All of the data below must be repeated exactly.

(Dataset entries)
§

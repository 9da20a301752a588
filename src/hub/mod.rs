//! 增量计算 Hub 框架
//!
//! 一个小型的通用数据流引擎：
//! - 公式能力 (`Indicator` / `PairIndicator`) - 窗口 + 上一位置状态 -> 输出 + 新状态
//! - 节点 (node) - 源节点、链式 Hub、状态检查点与重建协议
//! - 图 (graph) - 节点 arena、订阅边、同步传播
//! - 配对同步 (pairs) - 两个上游按位置对齐消费
//! - 裁剪 (prune) - 有界缓存管理
//!
//! 核心不变量：任意顺序的追加/插入/删除/重发之后，每个节点的缓存
//! 都等于对最终有序去重输入做一次性批量计算的结果。

pub mod graph;
pub mod node;
pub mod pairs;
pub mod prune;

pub use graph::*;
pub use pairs::PairWindow;

use std::fmt;
use std::marker::PhantomData;

use crate::series::Series;
use crate::{HubError, Result};

// ═══════════════════════════════════════════════════════════════════════════
// 公式能力
// ═══════════════════════════════════════════════════════════════════════════

/// 单上游公式
///
/// 设计原则:
/// 1. 纯函数: `compute` 只读窗口和上一位置的状态，不持有可变字段
/// 2. 状态外置: 私有增量状态 (`State`) 由引擎按位置保存为检查点，
///    回滚即恢复 `index - 1` 处的检查点
/// 3. 一进一出: 位置 `index` 的输出时间键等于输入 `index` 的时间键
pub trait Indicator<I: Series>: Send + 'static {
    /// 输出记录
    type Output: Series + Clone + PartialEq + Send + 'static;

    /// 私有增量状态，无状态公式使用 `()`
    type State: Clone + Send + 'static;

    fn name(&self) -> String;

    /// 计算一个输出所需的输入数量 (含当前位置)
    fn lookback(&self) -> usize;

    /// 向前看的位置数 (右侧窗口)，普通公式为 0
    ///
    /// 位置 `i` 的输出在 `i + right_span` 到达之前是临时值
    fn right_span(&self) -> usize {
        0
    }

    /// 计算位置 `index` 的输出
    ///
    /// `window.outputs()` 恰好包含 `[0, index)` 的已确定输出
    fn compute(
        &self,
        window: &Window<'_, I, Self::Output>,
        prev: Option<&Self::State>,
        index: usize,
    ) -> Result<(Self::Output, Self::State)>;
}

/// 双上游 (配对) 公式
pub trait PairIndicator<I: Series>: Send + 'static {
    type Output: Series + Clone + PartialEq + Send + 'static;

    type State: Clone + Send + 'static;

    fn name(&self) -> String;

    fn lookback(&self) -> usize;

    fn compute(
        &self,
        window: &PairWindow<'_, I, Self::Output>,
        prev: Option<&Self::State>,
        index: usize,
    ) -> Result<(Self::Output, Self::State)>;
}

// ═══════════════════════════════════════════════════════════════════════════
// 计算窗口
// ═══════════════════════════════════════════════════════════════════════════

/// 公式看到的上游缓存与自身已有输出
#[derive(Debug)]
pub struct Window<'a, I, O> {
    inputs: &'a [I],
    outputs: &'a [O],
    offset: usize,
}

impl<'a, I, O> Window<'a, I, O> {
    pub fn new(inputs: &'a [I], outputs: &'a [O], offset: usize) -> Self {
        Self {
            inputs,
            outputs,
            offset,
        }
    }

    pub fn inputs(&self) -> &'a [I] {
        self.inputs
    }

    pub fn outputs(&self) -> &'a [O] {
        self.outputs
    }

    pub fn input(&self, index: usize) -> Result<&'a I> {
        self.inputs.get(index).ok_or(HubError::OutOfRange {
            index,
            len: self.inputs.len(),
        })
    }

    pub fn output(&self, index: usize) -> Result<&'a O> {
        self.outputs.get(index).ok_or(HubError::OutOfRange {
            index,
            len: self.outputs.len(),
        })
    }

    /// 绝对位置 (计入已裁剪的记录)
    pub fn position(&self, index: usize) -> usize {
        self.offset + index
    }

    /// `[index + 1 - periods, index]`，预热不足或缓存不足时为 None
    pub fn trailing(&self, index: usize, periods: usize) -> Option<&'a [I]> {
        trailing_slice(self.inputs, self.offset, index, periods)
    }

    /// `(index, index + span]`，右侧上下文尚未到齐时为 None
    pub fn leading(&self, index: usize, span: usize) -> Option<&'a [I]> {
        let end = index.checked_add(span)?;
        if end < self.inputs.len() {
            Some(&self.inputs[index + 1..=end])
        } else {
            None
        }
    }
}

pub(crate) fn trailing_slice<I>(
    inputs: &[I],
    offset: usize,
    index: usize,
    periods: usize,
) -> Option<&[I]> {
    let periods = periods.max(1);
    if index >= inputs.len() || offset + index + 1 < periods || index + 1 < periods {
        return None;
    }
    Some(&inputs[index + 1 - periods..=index])
}

// ═══════════════════════════════════════════════════════════════════════════
// 传播事件
// ═══════════════════════════════════════════════════════════════════════════

/// 上游发往下游的变更通知
#[derive(Debug, Clone, Copy, PartialEq, Eq)]
pub enum HubEvent {
    /// 尾部新增了位置 index
    Append { index: usize },
    /// 从 from 起 (含) 的位置已失效，需要重建
    Rebuild { from: usize },
}

impl HubEvent {
    /// 下游需要从哪个位置开始同步
    pub fn start(&self) -> usize {
        match *self {
            HubEvent::Append { index } => index,
            HubEvent::Rebuild { from } => from,
        }
    }
}

// ═══════════════════════════════════════════════════════════════════════════
// 节点句柄
// ═══════════════════════════════════════════════════════════════════════════

/// 节点 ID (arena 下标)，按创建顺序递增，天然是拓扑序
#[derive(Debug, Clone, Copy, PartialEq, Eq, Hash, PartialOrd, Ord)]
pub struct NodeId(pub(crate) usize);

impl NodeId {
    pub fn index(&self) -> usize {
        self.0
    }
}

impl fmt::Display for NodeId {
    fn fmt(&self, f: &mut fmt::Formatter<'_>) -> fmt::Result {
        write!(f, "#{}", self.0)
    }
}

/// 可被订阅的节点 (输出记录类型为 T)
pub trait Provider<T> {
    fn node_id(&self) -> NodeId;
}

/// 计算 Hub 句柄，同时也是其订阅句柄
pub struct Handle<T> {
    id: NodeId,
    _marker: PhantomData<fn() -> T>,
}

/// 源节点句柄，只有源节点接受外部写入
pub struct SourceHandle<T> {
    id: NodeId,
    _marker: PhantomData<fn() -> T>,
}

macro_rules! impl_handle {
    ($handle:ident) => {
        impl<T> $handle<T> {
            pub(crate) fn new(id: NodeId) -> Self {
                Self {
                    id,
                    _marker: PhantomData,
                }
            }

            pub fn id(&self) -> NodeId {
                self.id
            }
        }

        impl<T> Clone for $handle<T> {
            fn clone(&self) -> Self {
                *self
            }
        }

        impl<T> Copy for $handle<T> {}

        impl<T> fmt::Debug for $handle<T> {
            fn fmt(&self, f: &mut fmt::Formatter<'_>) -> fmt::Result {
                write!(f, "{}({})", stringify!($handle), self.id)
            }
        }

        impl<T> Provider<T> for $handle<T> {
            fn node_id(&self) -> NodeId {
                self.id
            }
        }
    };
}

impl_handle!(Handle);
impl_handle!(SourceHandle);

§

**EXERCISE RESPONSE**
repository 9da20a301752a588
filename src/hub/mod.rs
//! 增量计算 Hub 框架
//!
//! 一个小型的通用数据流引擎：
//! - 公式能力 (`Indicator` / `PairIndicator`) - 窗口 + 上一位置状态 -> 输出 + 新状态
//! - 节点 (node) - 源节点、链式 Hub、状态检查点与重建协议
//! - 图 (graph) - 节点 arena、订阅边、同步传播
//! - 配对同步 (pairs) - 两个上游按位置对齐消费
//! - 裁剪 (prune) - 有界缓存管理
//!
//! 核心不变量：任意顺序的追加/插入/删除/重发之后，每个节点的缓存
//! 都等于对最终有序去重输入做一次性批量计算的结果。

pub mod graph;
pub mod node;
pub mod pairs;
pub mod prune;

pub use graph::*;
pub use pairs::PairWindow;

use std::fmt;
use std::marker::PhantomData;

use crate::series::Series;
use crate::{HubError, Result};

// ═══════════════════════════════════════════════════════════════════════════
// 公式能力
// ═══════════════════════════════════════════════════════════════════════════

/// 单上游公式
///
/// 设计原则:
/// 1. 纯函数: `compute` 只读窗口和上一位置的状态，不持有可变字段
/// 2. 状态外置: 私有增量状态 (`State`) 由引擎按位置保存为检查点，
///    回滚即恢复 `index - 1` 处的检查点
/// 3. 一进一出: 位置 `index` 的输出时间键等于输入 `index` 的时间键
pub trait Indicator<I: Series>: Send + 'static {
    /// 输出记录
    type Output: Series + Clone + PartialEq + Send + 'static;

    /// 私有增量状态，无状态公式使用 `()`
    type State: Clone + Send + 'static;

    fn name(&self) -> String;

    /// 计算一个输出所需的输入数量 (含当前位置)
    fn lookback(&self) -> usize;

    /// 向前看的位置数 (右侧窗口)，普通公式为 0
    ///
    /// 位置 `i` 的输出在 `i + right_span` 到达之前是临时值
    fn right_span(&self) -> usize {
        0
    }

    /// 计算位置 `index` 的输出
    ///
    /// `window.outputs()` 恰好包含 `[0, index)` 的已确定输出
    fn compute(
        &self,
        window: &Window<'_, I, Self::Output>,
        prev: Option<&Self::State>,
        index: usize,
    ) -> Result<(Self::Output, Self::State)>;
}

/// 双上游 (配对) 公式
pub trait PairIndicator<I: Series>: Send + 'static {
    type Output: Series + Clone + PartialEq + Send + 'static;

    type State: Clone + Send + 'static;

    fn name(&self) -> String;

    fn lookback(&self) -> usize;

    fn compute(
        &self,
        window: &PairWindow<'_, I, Self::Output>,
        prev: Option<&Self::State>,
        index: usize,
    ) -> Result<(Self::Output, Self::State)>;
}

// ═══════════════════════════════════════════════════════════════════════════
// 计算窗口
// ═══════════════════════════════════════════════════════════════════════════

/// 公式看到的上游缓存与自身已有输出
#[derive(Debug)]
pub struct Window<'a, I, O> {
    inputs: &'a [I],
    outputs: &'a [O],
    offset: usize,
}

impl<'a, I, O> Window<'a, I, O> {
    pub fn new(inputs: &'a [I], outputs: &'a [O], offset: usize) -> Self {
        Self {
            inputs,
            outputs,
            offset,
        }
    }

    pub fn inputs(&self) -> &'a [I] {
        self.inputs
    }

    pub fn outputs(&self) -> &'a [O] {
        self.outputs
    }

    pub fn input(&self, index: usize) -> Result<&'a I> {
        self.inputs.get(index).ok_or(HubError::OutOfRange {
            index,
            len: self.inputs.len(),
        })
    }

    pub fn output(&self, index: usize) -> Result<&'a O> {
        self.outputs.get(index).ok_or(HubError::OutOfRange {
            index,
            len: self.outputs.len(),
        })
    }

    /// 绝对位置 (计入已裁剪的记录)
    pub fn position(&self, index: usize) -> usize {
        self.offset + index
    }

    /// `[index + 1 - periods, index]`，预热不足或缓存不足时为 None
    pub fn trailing(&self, index: usize, periods: usize) -> Option<&'a [I]> {
        trailing_slice(self.inputs, self.offset, index, periods)
    }

    /// `(index, index + span]`，右侧上下文尚未到齐时为 None
    pub fn leading(&self, index: usize, span: usize) -> Option<&'a [I]> {
        let end = index.checked_add(span)?;
        if end < self.inputs.len() {
            Some(&self.inputs[index + 1..=end])
        } else {
            None
        }
    }
}

pub(crate) fn trailing_slice<I>(
    inputs: &[I],
    offset: usize,
    index: usize,
    periods: usize,
) -> Option<&[I]> {
    let periods = periods.max(1);
    if index >= inputs.len() || offset + index + 1 < periods || index + 1 < periods {
        return None;
    }
    Some(&inputs[index + 1 - periods..=index])
}

// ═══════════════════════════════════════════════════════════════════════════
// 传播事件
// ═══════════════════════════════════════════════════════════════════════════

/// 上游发往下游的变更通知
#[derive(Debug, Clone, Copy, PartialEq, Eq)]
pub enum HubEvent {
    /// 尾部新增了位置 index
    Append { index: usize },
    /// 从 from 起 (含) 的位置已失效，需要重建
    Rebuild { from: usize },
}

impl HubEvent {
    /// 下游需要从哪个位置开始同步
    pub fn start(&self) -> usize {
        match *self {
            HubEvent::Append { index } => index,
            HubEvent::Rebuild { from } => from,
        }
    }
}

// ═══════════════════════════════════════════════════════════════════════════
// 节点句柄
// ═══════════════════════════════════════════════════════════════════════════

/// 节点 ID (arena 下标)，按创建顺序递增，天然是拓扑序
#[derive(Debug, Clone, Copy, PartialEq, Eq, Hash, PartialOrd, Ord)]
pub struct NodeId(pub(crate) usize);

impl NodeId {
    pub fn index(&self) -> usize {
        self.0
    }
}

impl fmt::Display for NodeId {
    fn fmt(&self, f: &mut fmt::Formatter<'_>) -> fmt::Result {
        write!(f, "#{}", self.0)
    }
}

/// 可被订阅的节点 (输出记录类型为 T)
pub trait Provider<T> {
    fn node_id(&self) -> NodeId;
}

/// 计算 Hub 句柄，同时也是其订阅句柄
pub struct Handle<T> {
    id: NodeId,
    _marker: PhantomData<fn() -> T>,
}

/// 源节点句柄，只有源节点接受外部写入
pub struct SourceHandle<T> {
    id: NodeId,
    _marker: PhantomData<fn() -> T>,
}

macro_rules! impl_handle {
    ($handle:ident) => {
        impl<T> $handle<T> {
            pub(crate) fn new(id: NodeId) -> Self {
                Self {
                    id,
                    _marker: PhantomData,
                }
            }

            pub fn id(&self) -> NodeId {
                self.id
            }
        }

        impl<T> Clone for $handle<T> {
            fn clone(&self) -> Self {
                *self
            }
        }

        impl<T> Copy for $handle<T> {}

        impl<T> fmt::Debug for $handle<T> {
            fn fmt(&self, f: &mut fmt::Formatter<'_>) -> fmt::Result {
                write!(f, "{}({})", stringify!($handle), self.id)
            }
        }

        impl<T> Provider<T> for $handle<T> {
            fn node_id(&self) -> NodeId {
                self.id
            }
        }
    };
}

impl_handle!(Handle);
impl_handle!(SourceHandle);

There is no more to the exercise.